**ABOUT THIS EXERCISE**:
Search the data below for the string "exit" and copy all lines where it shows up.

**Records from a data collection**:
● ● ● ● ●
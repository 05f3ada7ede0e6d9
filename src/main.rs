use clap::Parser;
use sensorlog_processor::SensorLogError;
use sensorlog_processor::cli::Args;
use sensorlog_processor::commands;
use std::process;

fn main() {
    let args = Args::parse();

    let runtime = tokio::runtime::Runtime::new().unwrap_or_else(|e| {
        eprintln!("Failed to create async runtime: {}", e);
        process::exit(1);
    });

    // Race the command against CTRL+C
    let result = runtime.block_on(async {
        tokio::select! {
            result = commands::run(args) => result,
            _ = shutdown_signal() => {
                eprintln!("\nReceived CTRL+C, shutting down...");
                Err(SensorLogError::ProcessingInterrupted {
                    reason: "Processing interrupted by user".to_string(),
                }
                .into())
            }
        }
    });

    // Any failed file makes the whole run exit non-zero
    match result {
        Ok(stats) if stats.files_failed > 0 => process::exit(1),
        Ok(_stats) => process::exit(0),
        Err(error) => {
            eprintln!("Error: {:#}", error);
            process::exit(1);
        }
    }
}

/// Resolves on CTRL+C; never resolves if the handler cannot be installed
async fn shutdown_signal() {
    if let Err(e) = tokio::signal::ctrl_c().await {
        eprintln!("Failed to install CTRL+C signal handler: {}", e);
        std::future::pending::<()>().await;
    }
}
● ● ● ● ●
**EXERCISE ANSWER**:
        process::exit(1);
    // Any failed file makes the whole run exit non-zero
        Ok(stats) if stats.files_failed > 0 => process::exit(1),
        Ok(_stats) => process::exit(0),
            process::exit(1);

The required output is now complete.